For Golden Antelope, a press which does a disproportionate number of books by retired folks, George's 44 poems, 3 essays, and 14 art works present both challenges and delights. Some of the challenges involve technologies which we "seasoned seniors" react to the way George's peers, born in the aughts (oughts?) might be expected to react to ... cursive writing, or wooden butter churns. Other generational challenges involve assumptions. We grandparental sorts aren't accustomed to specifying our pronouns; George's agemates joke, half in earnest, about our misgenderings. We remember airports without TSA screenings; today's teens accept metal detectors in schools as normal.
Even if you are a mere quinquagenarian--in your fifties--you may feel vaguely disoriented at times as our author mixes symbols from across centuries and cultures, assumes shared assumptions, or experiments with rhyme. If you're a poet, you may even occasionally say, "This line clunks." The challenges Al George's work presents to readers are real, but meeting them, considering them, is one of the core delights this book offers. People are puzzles, after all.

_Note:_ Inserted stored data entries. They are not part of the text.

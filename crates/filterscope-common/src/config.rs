//! Run configuration for a single supervision session.

use std::path::PathBuf;

/// What to launch under supervision.
#[derive(Debug, Clone, PartialEq, Eq)]
pub struct TraceConfig {
    /// Executable to launch. Resolved through `PATH` when it has no slash.
    pub executable: PathBuf,
    /// Arguments passed to the child after `argv[0]`.
    pub args: Vec<String>,
}

impl TraceConfig {
    /// Creates a configuration that launches `executable` with no arguments.
    #[must_use]
    pub fn new(executable: impl Into<PathBuf>) -> Self {
        Self {
            executable: executable.into(),
            args: Vec::new(),
        }
    }

    /// Appends child arguments.
    #[must_use]
    pub fn with_args<I, S>(mut self, args: I) -> Self
    where
        I: IntoIterator<Item = S>,
        S: Into<String>,
    {
        self.args.extend(args.into_iter().map(Into::into));
        self
    }
}
//! Formatted output for captured filters.
//!
//! The listing goes to `out`; status notices and read failures go to
//! `diag`, so the listing can be piped on its own.

use std::io::{self, Write};

use clap::ValueEnum;
use filterscope_bpf::disasm::DecodedLine;
use filterscope_trace::interceptor::Capture;
use filterscope_trace::signature::InstallCall;
use serde::Serialize;

/// How the decoded filter is printed.
#[derive(Debug, Clone, Copy, PartialEq, Eq, ValueEnum)]
pub enum OutputFormat {
    /// Column-aligned listing.
    Text,
    /// A single JSON document.
    Json,
}

const COLUMN_HEADER: &str = " line  CODE  JT   JF      K";
const RULE: &str = "=================================";

/// JSON form of a capture.
#[derive(Debug, Serialize)]
struct Report {
    call: InstallCall,
    program: u64,
    length: Option<u16>,
    filter_pointer: Option<u64>,
    instructions: Vec<DecodedLine>,
    failure: Option<String>,
}

/// Writes a captured filter.
///
/// # Errors
///
/// Returns an error if either stream cannot be written.
pub fn write_capture<O: Write, D: Write>(
    out: &mut O,
    diag: &mut D,
    capture: &Capture,
    format: OutputFormat,
) -> io::Result<()> {
    writeln!(diag, "# Intercepted {}", capture.install.call)?;
    match format {
        OutputFormat::Text => write_text(out, diag, capture),
        OutputFormat::Json => write_json(out, diag, capture),
    }
}

fn write_text<O: Write, D: Write>(out: &mut O, diag: &mut D, capture: &Capture) -> io::Result<()> {
    let program = match &capture.program {
        Ok(program) => program,
        Err(err) => return writeln!(diag, "Failed to read sock_fprog: {err}"),
    };
    writeln!(out, "# Filter length: {}", program.header.len)?;
    writeln!(out, "# Filter pointer: {:#x}", program.header.filter)?;
    writeln!(out, "{COLUMN_HEADER}")?;
    writeln!(out, "{RULE}")?;
    for line in program.lines() {
        writeln!(out, "{line}")?;
    }
    if let Some(failure) = &program.failure {
        writeln!(diag, "Failed to read filter[{}]: {}", failure.index, failure.error)?;
    }
    Ok(())
}

fn write_json<O: Write, D: Write>(out: &mut O, diag: &mut D, capture: &Capture) -> io::Result<()> {
    let report = match &capture.program {
        Ok(program) => {
            if let Some(failure) = &program.failure {
                writeln!(diag, "Failed to read filter[{}]: {}", failure.index, failure.error)?;
            }
            Report {
                call: capture.install.call,
                program: capture.install.program,
                length: Some(program.header.len),
                filter_pointer: Some(program.header.filter),
                instructions: program.lines(),
                failure: program
                    .failure
                    .as_ref()
                    .map(|f| format!("filter[{}]: {}", f.index, f.error)),
            }
        }
        Err(err) => {
            writeln!(diag, "Failed to read sock_fprog: {err}")?;
            Report {
                call: capture.install.call,
                program: capture.install.program,
                length: None,
                filter_pointer: None,
                instructions: Vec::new(),
                failure: Some(format!("sock_fprog: {err}")),
            }
        }
    };
    serde_json::to_writer_pretty(&mut *out, &report)?;
    writeln!(out)
}

/// Writes the notice for a child that never installed a filter.
///
/// # Errors
///
/// Returns an error if the stream cannot be written.
pub fn write_not_found<D: Write>(diag: &mut D) -> io::Result<()> {
    writeln!(diag, "# No seccomp filter found")
}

And Alastor George's life has given him unusually varied experiences to process. By the time he was eight, he had lived in urban Denver and rural Kremling, CO; in Honolulu, HI, Bedford PA, Kirksville, MO, and in Wilmington, NC. His family background is eclectic. His father, who spent several years as a missionary's child on a Navajo reservation, later worked as a musician and on pipelines before becoming a surveyor; his mother studied hijras in India, developed a passion for gardening, worked her way up a corporate ladder, and eventually left that world to help run a used bookstore. His younger brother could identify dozens of types of dinosaurs by age four. Alastor George grew up adjusting to new accents, assumptions, and teaching methods, finding symbols in new landscapes, losing and gaining rich friendships, meeting bullies, befriending puppies, planning a career in medicine. In his teens, he came out as trans and as an advocate for "misfits" like himself.
Digging in, discovering connections, feeling what others feel, these are timeless, ageless traits of poets--and of healers. Alastor George has been carefully watching the world, studying its codes, symbols, and people (himself included) for seventeen rich years. In People Are Puzzles, he shapes symbols and questions codes as he share human stories, especially his own.